Valuations collapse and the money goes to Money Heaven.

When debtors default on their loans and bonds, the loans and bonds (which are assets to their owners) have to be written down in the case of loans or face massive selling pressure in the case of bonds.

Market caps for stocks are based on the last price paid (or highest bid) times the number of shares outstanding. If the price gets whacked, the valuation of the company drops by the decline times shares outstanding. The short sellers benefit but existing stockholders take a hit.

It doesn't disappear it just loses its relative value.

>No, the money literally DID NOT exist, that was the whole point.

YES IT DID.
> Just because you have $100 million worth of stock, doesn't mean you have $100 millio
YES IT MEANS THERES 100MIL INVESTED IN THE STOCK....

What happens to the monies

what monies?
There's about 16 different types of 'money'.
Are you talking about money in a personal banking account?

Wealth never disappears.

Currency only becomes less valuable, or wealth more centralized.

Take for example, stock market collapse. All that wealth doesnt just poof. It gets put into the hands of people who invested in real commodities that people need. A gallon of gas or orange juice will never lose it's value, but a share of Apple definitely will.

Same thing with hyperinflation (economic collapse). The value of paper crashes, so wealth gets transfered to those who hold real assets.

I wonder if we could get a Jew to say definitively what happens to the money.

>A gallon of gas or orange juice will never lose it's value,
What? You might want to check with commodity traders on that one.
Every asset is susceptible to price action.

>Every stock has a market cap, this is the total amount of money invested in that stock.
This line is incorrect. That's not how stock investing works.

Lets go back to charizard cards. Let's say they have a price of $100 per charizard card. And let's say there's 1000 cards in existence, so the "market cap" of charizard cards is $100,000. Are you following?
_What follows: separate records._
//! Success/failure algebra every decorated operation funnels through
//!
//! A decorated call never panics or propagates an uncaught error: it returns
//! an [`Outcome`], which is a plain `Result<T, Failure>`. [`Failure`] is the
//! type-erased error side. It holds either an error value (anything
//! implementing [`std::error::Error`]) or a plain value rendered as text, so
//! both "raised" and "returned" failures end up in the same shape.
//!
//! ```rust
//! use resilient::result::{Failure, Flatten, Outcome, ResultExt};
//!
//! let nested: Outcome<Outcome<u32>> = Ok(Err(Failure::value("bad input")));
//! let flat = nested.flatten_nested();
//! assert!(flat.failure());
//! assert_eq!(flat.unwrap_err().to_string(), "bad input");
//! ```

use std::any::{type_name, Any};
use std::borrow::Cow;
use std::error::Error as StdError;
use std::fmt;
use std::future::Future;
use std::sync::Arc;

use crate::error::{ErrorType, ResilienceError, TypedError};

/// An error that remembers the short name of its concrete type
///
/// Implemented for every `std::error::Error + Send + Sync + 'static`, so a
/// [`SharedError`] keeps its class through any number of raise and re-wrap
/// round trips.
pub trait ClassifiedError: StdError + Send + Sync + 'static {
    /// Short type name, e.g. `io::Error` or `ParseIntError`
    fn class_name(&self) -> Cow<'static, str>;

    /// View as a plain error trait object
    fn as_std(&self) -> &(dyn StdError + Send + Sync + 'static);
}

impl<E> ClassifiedError for E
where
    E: StdError + Send + Sync + 'static,
{
    fn class_name(&self) -> Cow<'static, str> {
        short_type_name::<E>()
    }

    fn as_std(&self) -> &(dyn StdError + Send + Sync + 'static) {
        self
    }
}

impl dyn ClassifiedError {
    /// Attempt to view the error as a concrete type
    pub fn downcast_ref<E: StdError + 'static>(&self) -> Option<&E> {
        self.as_std().downcast_ref::<E>()
    }
}

/// Shared, thread-safe error handle
///
/// Raising a fault-shaped [`Failure`] hands back this same handle, so the
/// caller sees the original error object rather than a copy.
pub type SharedError = Arc<dyn ClassifiedError>;

/// Result of a decorated operation
pub type Outcome<T> = Result<T, Failure>;

#[derive(Clone)]
enum Repr {
    Fault(SharedError),
    Value(String),
}

/// The failing side of an [`Outcome`]
///
/// Built from any error with `?`/`From`, or from a plain value with
/// [`Failure::value`]. Records the class name of what it was built from for
/// observability.
#[derive(Clone)]
pub struct Failure {
    repr: Repr,
    class: Cow<'static, str>,
}

impl Failure {
    /// Wrap an error value
    pub fn new<E>(error: E) -> Self
    where
        E: StdError + Send + Sync + 'static,
    {
        // A re-raised handle is unwrapped so identity and class survive a
        // round trip.
        if let Some(inner) = (&error as &dyn Any).downcast_ref::<SharedError>() {
            return Self::from_shared(Arc::clone(inner));
        }
        Self { class: short_type_name::<E>(), repr: Repr::Fault(Arc::new(error)) }
    }

    /// Wrap an already shared error handle without re-boxing it
    pub fn from_shared(error: SharedError) -> Self {
        Self { class: ClassifiedError::class_name(&*error), repr: Repr::Fault(error) }
    }

    /// Wrap a non-error value; it is stored as its `Display` text
    pub fn value<V: fmt::Display>(value: V) -> Self {
        Self { repr: Repr::Value(value.to_string()), class: short_type_name::<V>() }
    }

    /// Class name of the value this failure was built from
    pub fn class_name(&self) -> &str {
        &self.class
    }

    /// Whether this failure wraps an error value rather than a plain value
    pub const fn is_fault(&self) -> bool {
        matches!(self.repr, Repr::Fault(_))
    }

    /// The wrapped error, when there is one
    pub fn as_error(&self) -> Option<&(dyn StdError + 'static)> {
        match &self.repr {
            Repr::Fault(error) => {
                let error: &(dyn StdError + 'static) = ClassifiedError::as_std(&**error);
                Some(error)
            }
            Repr::Value(_) => None,
        }
    }

    /// Attempt to view the wrapped error as a concrete type
    pub fn downcast_ref<E: StdError + 'static>(&self) -> Option<&E> {
        match &self.repr {
            Repr::Fault(error) => error.downcast_ref::<E>(),
            Repr::Value(_) => None,
        }
    }

    /// Convert into an error to propagate
    ///
    /// Fault-shaped failures return the stored handle unchanged. Value-shaped
    /// failures become [`ResilienceError::Unwrapped`], whose message is
    /// `Result failed with error: {value}`.
    pub fn raise(self) -> SharedError {
        match self.repr {
            Repr::Fault(error) => error,
            Repr::Value(value) => Arc::new(ResilienceError::Unwrapped(value)),
        }
    }

    /// The engine error, looking through an [`ErrorType`] rewrap
    fn engine_error(&self) -> Option<&ResilienceError> {
        match self.downcast_ref::<TypedError>() {
            Some(typed) => typed.failure().engine_error(),
            None => self.downcast_ref::<ResilienceError>(),
        }
    }

    /// Whether the engine abandoned the attempt at its deadline
    pub fn is_timeout(&self) -> bool {
        matches!(self.engine_error(), Some(ResilienceError::Timeout { .. }))
    }

    /// Whether an open circuit rejected the call
    pub fn is_circuit_open(&self) -> bool {
        matches!(self.engine_error(), Some(ResilienceError::CircuitOpen { .. }))
    }

    /// Classification label, when the failure was rewrapped under one
    pub fn error_type(&self) -> Option<&ErrorType> {
        self.downcast_ref::<TypedError>().map(TypedError::error_type)
    }
}

impl<E> From<E> for Failure
where
    E: StdError + Send + Sync + 'static,
{
    fn from(error: E) -> Self {
        Self::new(error)
    }
}

impl fmt::Display for Failure {
    fn fmt(&self, f: &mut fmt::Formatter<'_>) -> fmt::Result {
        match &self.repr {
            Repr::Fault(error) => fmt::Display::fmt(error, f),
            Repr::Value(value) => f.write_str(value),
        }
    }
}

impl fmt::Debug for Failure {
    fn fmt(&self, f: &mut fmt::Formatter<'_>) -> fmt::Result {
        let message = self.to_string();
        f.debug_struct("Failure")
            .field("class", &self.class)
            .field("fault", &self.is_fault())
            .field("message", &message)
            .finish()
    }
}

/// Last path segment of a type name
///
/// A bare `Error` keeps its public module, so `std::io::error::Error` is
/// reported as `io::Error`.
fn short_type_name<T: ?Sized>() -> Cow<'static, str> {
    let full = type_name::<T>().trim_start_matches('&');
    let base = full.split('<').next().unwrap_or(full);
    let mut segments = base.rsplit("::");
    let name = segments.next().unwrap_or(base);
    if name != "Error" {
        return Cow::Borrowed(name);
    }
    match segments.find(|segment| *segment != "error") {
        Some(module) => Cow::Owned(format!("{module}::{name}")),
        None => Cow::Borrowed(name),
    }
}

/// Inspectors for [`Outcome`]
pub trait ResultExt<T> {
    /// `true` for `Ok`
    fn success(&self) -> bool;

    /// `true` for `Err`; always the complement of [`ResultExt::success`]
    fn failure(&self) -> bool;

    /// Hand back the payload, or the error to propagate with `?`
    ///
    /// # Errors
    ///
    /// Returns the failure converted by [`Failure::raise`].
    fn raise(self) -> Result<T, SharedError>;
}

impl<T> ResultExt<T> for Outcome<T> {
    fn success(&self) -> bool {
        self.is_ok()
    }

    fn failure(&self) -> bool {
        self.is_err()
    }

    fn raise(self) -> Result<T, SharedError> {
        self.map_err(Failure::raise)
    }
}

/// Collapse one level of `Ok(Result)` nesting
///
/// The nesting depth is part of the static type, so a three-deep result
/// flattens with two chained calls. An `Err` at any depth becomes the outer
/// `Err`.
pub trait Flatten<T> {
    /// Collapse `Ok(Ok(v))` into `Ok(v)` and `Ok(Err(e))` into `Err(e)`
    fn flatten_nested(self) -> Outcome<T>;
}

impl<T, E, F> Flatten<T> for Result<Result<T, E>, F>
where
    E: Into<Failure>,
    F: Into<Failure>,
{
    fn flatten_nested(self) -> Outcome<T> {
        match self {
            Ok(inner) => inner.map_err(Into::into),
            Err(outer) => Err(outer.into()),
        }
    }
}

/// Await pending operations in order and gather their values
///
/// Short-circuits on the first failure: later operations are never polled.
/// Empty input yields `Ok(vec![])`.
///
/// # Errors
///
/// Returns the first failure in iteration order.
pub async fn collect<I, Fut, T, E>(operations: I) -> Outcome<Vec<T>>
where
    I: IntoIterator<Item = Fut>,
    Fut: Future<Output = Result<T, E>>,
    E: Into<Failure>,
{
    let operations = operations.into_iter();
    let mut values = Vec::with_capacity(operations.size_hint().0);
    for operation in operations {
        values.push(operation.await.map_err(Into::into)?);
    }
    Ok(values)
}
We're about to get into liquidity and trading.

Now lets say that of the 1000 charizard cards, 950 of them are owned by collectors who will never ever sell them, so they're off the market. Now there's only a liquidity of 50 charizard cards, and they're owned by only 5 people, each of whom has 10 charizard cards. One person will sell his for $100. Another guy is more enterprising and will only sell his for $200. And the last three will only sell their cards for $300 each.

Now some dumb merchant comes into town with his horse and cart escorting a nun. The nun fucking loves charizard cards and wants to buy ten of them. She goes to the market and spends $1000 to buy 10 charizard cards at $100 each. Now the only charizard cards on the market are 10 cards at $200 and 30 cards at $300, so the market price is $200. With a market price of $200, the market cap for all 1000 cards is now $200,000. That's how market cap works. It has nothing to do with how much people spent on charizard cards in the past, only how much you can buy or sell a charizard card for right now.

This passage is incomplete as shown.